#### Work task
Reproduce word for word the lines between those holding "income for the" and "payments made during", inclusive, and nothing else from the data below.

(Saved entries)
//! Filing wizard rendering: step progress, the active step form and review

use super::field_renderer::{draw_field, draw_help_text, field_slots};
use crate::app::App;
use crate::flow::{FlowTrack, FormSession, StepId};
use crate::platform::{CONTINUE_SHORTCUT, DRAFT_SHORTCUT, RESET_SHORTCUT};
use crate::state::{format_rupees, StepForm};
use ratatui::{
    layout::{Constraint, Direction, Layout, Rect},
    style::{Color, Modifier, Style},
    text::{Line, Span},
    widgets::{Block, Borders, List, ListItem, Paragraph, Wrap},
    Frame,
};

pub fn draw_filing(frame: &mut Frame, area: Rect, app: &App) {
    let chunks = Layout::default()
        .direction(Direction::Horizontal)
        .constraints([Constraint::Length(26), Constraint::Min(40)])
        .split(area);

    draw_progress(frame, chunks[0], app);
    draw_step(frame, chunks[1], app);
}

/// Step list with completed, current and unreached markers
fn draw_progress(frame: &mut Frame, area: Rect, app: &App) {
    let session = app.flow.session();
    let current = app.flow.current_index();

    let mut items: Vec<ListItem> = app
        .flow
        .steps()
        .iter()
        .map(|d| {
            let (marker, style) = if d.index == current {
                (
                    "▸",
                    Style::default()
                        .fg(Color::Cyan)
                        .add_modifier(Modifier::BOLD),
                )
            } else if d.index <= session.furthest_step_index {
                ("✓", Style::default().fg(Color::Green))
            } else {
                ("·", Style::default().fg(Color::DarkGray))
            };
            ListItem::new(Line::from(Span::styled(
                format!("{marker} {}. {}", d.index, d.title),
                style,
            )))
        })
        .collect();

    if session.track == FlowTrack::Undecided {
        items.push(ListItem::new(Line::from(Span::styled(
            "  ... depends on method",
            Style::default().fg(Color::DarkGray),
        ))));
    }

    let block = Block::default()
        .title(format!(" {} ", session.tax_year_or_default()))
        .borders(Borders::ALL)
        .border_style(Style::default().fg(Color::DarkGray));
    frame.render_widget(List::new(items).block(block), area);
}

fn draw_step(frame: &mut Frame, area: Rect, app: &App) {
    let step = app.flow.current_step();
    let total = app.flow.track().step_count();
    let title = format!(
        " Step {} of {}: {} ",
        app.flow.current_index(),
        total,
        step.title()
    );

    let block = Block::default()
        .title(title)
        .borders(Borders::ALL)
        .border_style(Style::default().fg(Color::Cyan));
    let inner = block.inner(area);
    frame.render_widget(block, area);

    let chunks = Layout::default()
        .direction(Direction::Vertical)
        .constraints([
            Constraint::Length(2), // Intro
            Constraint::Min(4),    // Body
            Constraint::Length(1), // Help
        ])
        .margin(1)
        .split(inner);

    draw_help_text(frame, chunks[2], &help_text());

    if app.state.submitting {
        let waiting = Paragraph::new(vec![
            Line::from(Span::styled(
                "Submitting your return...",
                Style::default()
                    .fg(Color::Yellow)
                    .add_modifier(Modifier::BOLD),
            )),
            Line::from(""),
            Line::from("Documents are uploaded and the filing is recorded with your account."),
        ])
        .wrap(Wrap { trim: true });
        frame.render_widget(waiting, chunks[1]);
        return;
    }

    let intro = Paragraph::new(step_intro(step, app.flow.session()))
        .style(Style::default().fg(Color::Gray))
        .wrap(Wrap { trim: true });
    frame.render_widget(intro, chunks[0]);

    if step == StepId::Review {
        draw_review(frame, chunks[1], app);
        return;
    }

    if let Some(form) = &app.state.step_form {
        draw_step_fields(frame, chunks[1], form);
    }
}

fn help_text() -> String {
    format!(
        "Enter/{CONTINUE_SHORTCUT}: continue  Esc: back  \
         {DRAFT_SHORTCUT}: save draft  {RESET_SHORTCUT}: start over"
    )
}

fn step_intro(step: StepId, session: &FormSession) -> String {
    match step {
        StepId::TaxYear => "Choose the tax year you are filing for.".to_string(),
        StepId::FilingMethod if session.track != FlowTrack::Undecided => {
            format!(
                "Filing method is fixed for this return. \
                 Use {RESET_SHORTCUT} to start over with a different one."
            )
        }
        StepId::FilingMethod => {
            "File online by entering each section, \
             or upload your documents and let us prepare the return."
                .to_string()
        }
        StepId::PersonalInfo => "Your identity and the account refunds are paid into.".to_string(),
        StepId::Income => "All income for the year, in rupees.".to_string(),
        StepId::TaxCredits => "Donations and pension contributions reduce the tax due.".to_string(),
        StepId::Deductions => "Deductible payments made during the year.".to_string(),
        StepId::WealthStatement => "Assets and liabilities at the end of the tax year.".to_string(),
        StepId::Expenses => "Personal expenses for the wealth reconciliation.".to_string(),
        StepId::UploadDocuments => {
            "Paths to the documents to upload. The CNIC copy is required.".to_string()
        }
        StepId::Review => "Check every section. Select one and press e to change it.".to_string(),
        StepId::FbrSubmission => {
            "IRIS portal login used to file on your behalf. The password is not stored.".to_string()
        }
    }
}

fn draw_step_fields(frame: &mut Frame, area: Rect, form: &StepForm) {
    let (first, slots) = field_slots(area, form.fields.len(), form.active_field_index);
    for (offset, slot) in slots.into_iter().enumerate() {
        let index = first + offset;
        if let Some(field) = form.fields.get(index) {
            let is_active = !form.locked && index == form.active_field_index;
            draw_field(frame, slot, field, is_active, form.error_for(&field.name));
        }
    }
}

/// Completed sections on the left, computed tax on the right
fn draw_review(frame: &mut Frame, area: Rect, app: &App) {
    let chunks = Layout::default()
        .direction(Direction::Horizontal)
        .constraints([Constraint::Percentage(55), Constraint::Percentage(45)])
        .split(area);

    let session = app.flow.session();
    let completed = app.flow.current_index().saturating_sub(1);

    let items: Vec<ListItem> = app
        .flow
        .steps()
        .iter()
        .take(completed)
        .enumerate()
        .map(|(i, d)| {
            let selected = i == app.state.review_index;
            let style = if selected {
                Style::default()
                    .fg(Color::Cyan)
                    .add_modifier(Modifier::BOLD)
            } else {
                Style::default()
            };
            let prefix = if selected { "▸ " } else { "  " };
            ListItem::new(vec![
                Line::from(Span::styled(format!("{prefix}{}", d.title), style)),
                Line::from(Span::styled(
                    format!("    {}", section_summary(d.step, session)),
                    Style::default().fg(Color::Gray),
                )),
            ])
        })
        .collect();

    let sections = List::new(items).block(
        Block::default()
            .title(" Sections ")
            .borders(Borders::ALL)
            .border_style(Style::default().fg(Color::DarkGray)),
    );
    frame.render_widget(sections, chunks[0]);

    let summary = session.tax_summary();
    let row = |label: &str, value: u64, bold: bool| {
        let style = if bold {
            Style::default()
                .fg(Color::Cyan)
                .add_modifier(Modifier::BOLD)
        } else {
            Style::default()
        };
        Line::from(vec![
            Span::styled(format!("{label:<18}"), Style::default().fg(Color::Gray)),
            Span::styled(format!("Rs. {}", format_rupees(value)), style),
        ])
    };
    let lines = vec![
        row("Total income", summary.total_income, false),
        row("Deductions", summary.total_deductions, false),
        row("Taxable income", summary.taxable_income, false),
        Line::from(""),
        row("Tax on income", summary.gross_tax, false),
        row("Tax credits", summary.credit, false),
        row("Already deducted", summary.tax_withheld, false),
        Line::from(""),
        row("Tax payable", summary.net_payable, true),
    ];
    let figures = Paragraph::new(lines).block(
        Block::default()
            .title(" Tax ")
            .borders(Borders::ALL)
            .border_style(Style::default().fg(Color::DarkGray)),
    );
    frame.render_widget(figures, chunks[1]);
}

/// One-line summary of a completed section
fn section_summary(step: StepId, session: &FormSession) -> String {
    let rupees = |v: u64| format!("Rs. {}", format_rupees(v));
    match step {
        StepId::TaxYear => session.tax_year_or_default().to_string(),
        StepId::FilingMethod => session
            .track
            .method()
            .map(|m| m.label().to_string())
            .unwrap_or_else(|| "—".to_string()),
        StepId::PersonalInfo => session
            .basic_info
            .as_ref()
            .map(|b| format!("{} · {}", b.full_name, b.cnic))
            .unwrap_or_else(|| "—".to_string()),
        StepId::Income => session
            .income
            .as_ref()
            .map(|i| rupees(i.total()))
            .unwrap_or_else(|| "—".to_string()),
        StepId::TaxCredits => session
            .credits
            .as_ref()
            .map(|c| format!("{} eligible", rupees(c.eligible())))
            .unwrap_or_else(|| "—".to_string()),
        StepId::Deductions => session
            .deductions
            .as_ref()
            .map(|d| rupees(d.total()))
            .unwrap_or_else(|| "—".to_string()),
        StepId::WealthStatement => session
            .wealth
            .as_ref()
            .map(|w| {
                let net = w.net_worth();
                let sign = if net < 0 { "-" } else { "" };
                let magnitude = u64::try_from(net.unsigned_abs()).unwrap_or(u64::MAX);
                format!("net worth {sign}{}", rupees(magnitude))
            })
            .unwrap_or_else(|| "—".to_string()),
        StepId::Expenses => session
            .expenses
            .as_ref()
            .map(|e| rupees(e.total()))
            .unwrap_or_else(|| "—".to_string()),
        StepId::UploadDocuments => session
            .documents
            .as_ref()
            .map(|d| format!("{} file(s)", d.files.len()))
            .unwrap_or_else(|| "—".to_string()),
        StepId::Review | StepId::FbrSubmission => String::new(),
    }
}

#[cfg(test)]
mod tests {
    use super::*;
    use crate::flow::{IncomeDetails, WealthStatement};

    #[test]
    fn test_wrapped_text_keeps_single_spacing() {
        assert_eq!(
            help_text(),
            format!(
                "Enter/Ctrl+S: continue  Esc: back  {DRAFT_SHORTCUT}: save draft  \
                 Ctrl+R: start over"
            )
        );
        let locked = FormSession {
            track: FlowTrack::Online,
            ..Default::default()
        };
        assert_eq!(
            step_intro(StepId::FilingMethod, &locked),
            "Filing method is fixed for this return. Use Ctrl+R to start over with a different one."
        );
        assert!(step_intro(StepId::FilingMethod, &FormSession::default())
            .contains("each section, or upload"));
    }

    #[test]
    fn test_section_summary_placeholders() {
        let session = FormSession::default();
        assert_eq!(section_summary(StepId::Income, &session), "—");
        assert_eq!(section_summary(StepId::TaxYear, &session), "2024-2025");
    }

    #[test]
    fn test_section_summary_values() {
        let session = FormSession {
            income: Some(IncomeDetails {
                salary_income: 1_800_000,
                ..Default::default()
            }),
            wealth: Some(WealthStatement {
                bank_balances: 100,
                liabilities: 600,
                ..Default::default()
            }),
            ..Default::default()
        };
        assert_eq!(section_summary(StepId::Income, &session), "Rs. 1,800,000");
        assert_eq!(
            section_summary(StepId::WealthStatement, &session),
            "net worth -Rs. 500"
        );
    }
}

#### Solution for this exercise
        StepId::Income => "All income for the year, in rupees.".to_string(),
        StepId::TaxCredits => "Donations and pension contributions reduce the tax due.".to_string(),
        StepId::Deductions => "Deductible payments made during the year.".to_string(),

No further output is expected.